Graphs come from mathematics, and are nothing more than a way to formally represent a network, which is a collection of objects that are all interconnected (this is all stuff you should already know if you have been religiously listening to this podcast, which you should be). Now we're going from theory to practice and talking about how to represent graphs.
This episode of the Basecs podcast is based on Vaidehi's blog post, From Theory To Practice: Representing Graphs from her basecs blog series.
[00:00:02] SY: (Music) Welcome to the Base.cs Podcast where we explore the basics of computer science concepts. I’m your host Saron, Founder of CodeNewbie.
[00:00:08] VJ: And I’m Vaidehi Joshi, Author and Developer.
[00:00:11] SY: And she is the brilliant mind behind the Base.cs Blog Series. Today we’re talking about…
[00:00:15] VJ: Representing graphs.
[00:00:18] SY: This season of the Base.cs Podcast is brought to you by Square. If you’re designing a website or building a mobile app, you’re probably going to want to take payments at some point. Square APIs allow you to easily implement their payment form on your website. And with their In-App Payments SDK, you can add it to your mobile app too. You don’t have to worry about dealing with PCI compliance because they’ll take care of that for you. Don’t let anything come between you and your money. Start building with Square over at squareup.com/go/codenewbie.
[00:00:54] SY: All right. Let’s do a quick recap of a graph. What is the definition of a graph?
[00:00:59] VJ: So a graph is a data structure that we’re pretty familiar with. And really if you’re defining it, you really just need to think about two parts. It has two distinct things within it. First, you have a set of vertices, which sometimes we often refer to as nodes and it’s a finite distinct set of vertices or nodes and then there’s also a set of edges, which are the links, the references and the pointers between the vertices and they connect the vertices into the graph structure. And that’s really all a graph really is, just these two distinct parts that are combined together to create a large or small structure.
[00:01:40] SY: And there’s different ways that we can talk about graphs, right? Like we can talk about their density.
[00:01:45] VJ: Yeah. And a lot of the ways that we talk about graphs is by describing what they look like and how they’re structured and density, as you mentioned, is one of those ways. When we’re talking about density in a graph, what we’re talking about is basically how dense it is, in other words, how many edges it has compared to nodes. So when you have a very dense graph, you have many more edges that are connecting the nodes. On the other hand, if you have a graph that has a smaller edge to node ratio, that’s a sparse graph. And so for example, if you’re representing a graph or if you’re talking about a graph to someone and you’re like, “Oh, it has all these edges, lots and lots and lots of edges,” somebody could be like, “Oh, sounds like a dense graph.” But if you’re like, “Oh, it has a few nodes, but then like just some edges,” not a whole ton of them, just a few, that’s a sparse graph.
[00:02:36] SY: And then we can also talk about direction when it comes to graphs.
[00:02:40] VJ: Exactly. Yeah.

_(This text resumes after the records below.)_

// Copyright (c) 2026 Roman Barinov <rbarinov@gmail.com>
// Licensed under the FSL-1.1-NC.

pub mod auth;
pub mod backoff;
pub mod config;
pub mod supervisor;
pub mod transport;

pub use auth::{resolve_credentials, Credentials, SessionProvider};
pub use backoff::BackoffPolicy;
pub use config::{ConfigPatch, ConnectionConfig, WidgetConfig};
pub use supervisor::ConnectionSupervisor;
pub use transport::{
    LinkCommand, LinkController, LinkEvent, Transport, TransportLink, WebSocketTransport,
};
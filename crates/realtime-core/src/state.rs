// Copyright (c) 2026 Roman Barinov <rbarinov@gmail.com>
// Licensed under the FSL-1.1-NC.

use serde::{Deserialize, Serialize};
use std::time::SystemTime;
use uuid::Uuid;

#[derive(Debug, Clone, Copy, PartialEq, Eq, Serialize, Deserialize)]
#[serde(rename_all = "snake_case")]
pub enum ConnectionStatus {
    Disconnected,
    Connecting,
    Authenticating,
    Connected,
    Reconnecting,
    Error,
}

/// Snapshot of the supervisor's lifecycle state, published on every
/// transition. Callers observe this instead of catching errors.
#[derive(Debug, Clone, Serialize, Deserialize)]
pub struct ConnectionState {
    pub status: ConnectionStatus,
    /// Classified reason for the most recent failure, if any.
    pub error: Option<String>,
    /// Consecutive failed attempts since the last successful connection.
    pub attempts: u32,
    pub connected_at: Option<SystemTime>,
    /// Opaque id assigned by the transport on a successful open.
    pub connection_id: Option<Uuid>,
}

impl ConnectionState {
    pub fn is_connected(&self) -> bool {
        self.status == ConnectionStatus::Connected
    }
}

impl Default for ConnectionState {
    fn default() -> Self {
        Self {
            status: ConnectionStatus::Disconnected,
            error: None,
            attempts: 0,
            connected_at: None,
            connection_id: None,
        }
    }
}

And direction is basically like the flow of how you can go from one node to another and what it’s really describing is the edge that connects two nodes. So if you can go from one node to another in both directions, that’s an undirected edge. And if you can go in only one direction, it has a directional flow, that’s a directed edge. So if a graph has only directed edges, only those that have some directional flow to them, it’s a directed graph, and on the other hand, if you can go either direction through all the edges and traverse through the graph kind of any which way you want, that’s an undirected graph.
[00:03:17] SY: And the other thing that we talked about previously is how to represent graphs and there’s a mathematical way to do it. What was it again?
[00:03:24] VJ: So the mathematical way of representing a graph is G, where G is the graph, equals a set of V and E. That’s just like a mathematical representation of the thing we just explained with a bunch of words, which is that a graph is it’s a combined set of vertices and a set of edges. So basically if you have a graph, you will expect that there has to be a set of vertices and a set of edges. And depending on if the graph is directed or undirected, those edges are going to be represented as ordered or unordered pairs. We’ve already talked about that in previous episodes, but that’s just like a reminder that you will represent a directed graph and an undirected graph differently because the edges are going to look a little different.
[00:04:12] SY: Okay. So that’s the mathematical representation of a graph, but how do you actually code a graph?
[00:04:19] VJ: So the way that you are going to code a graph is really tied to the representation of the graph because to be honest like you could represent a graph in different ways because all you’re really doing is representing a set of edges and a set of vertices, right? So there are different ways that you can represent a graph, how you could theoretically represent it in code, and specifically how you would hold the memory of that graph. But I think the quickest way is by turning these groups of ordered pairs as it were into a list or an array because that’s like an easy tool to reach for. Most of us know some kind of way of representing an array or a list, so we’re like, “Okay.”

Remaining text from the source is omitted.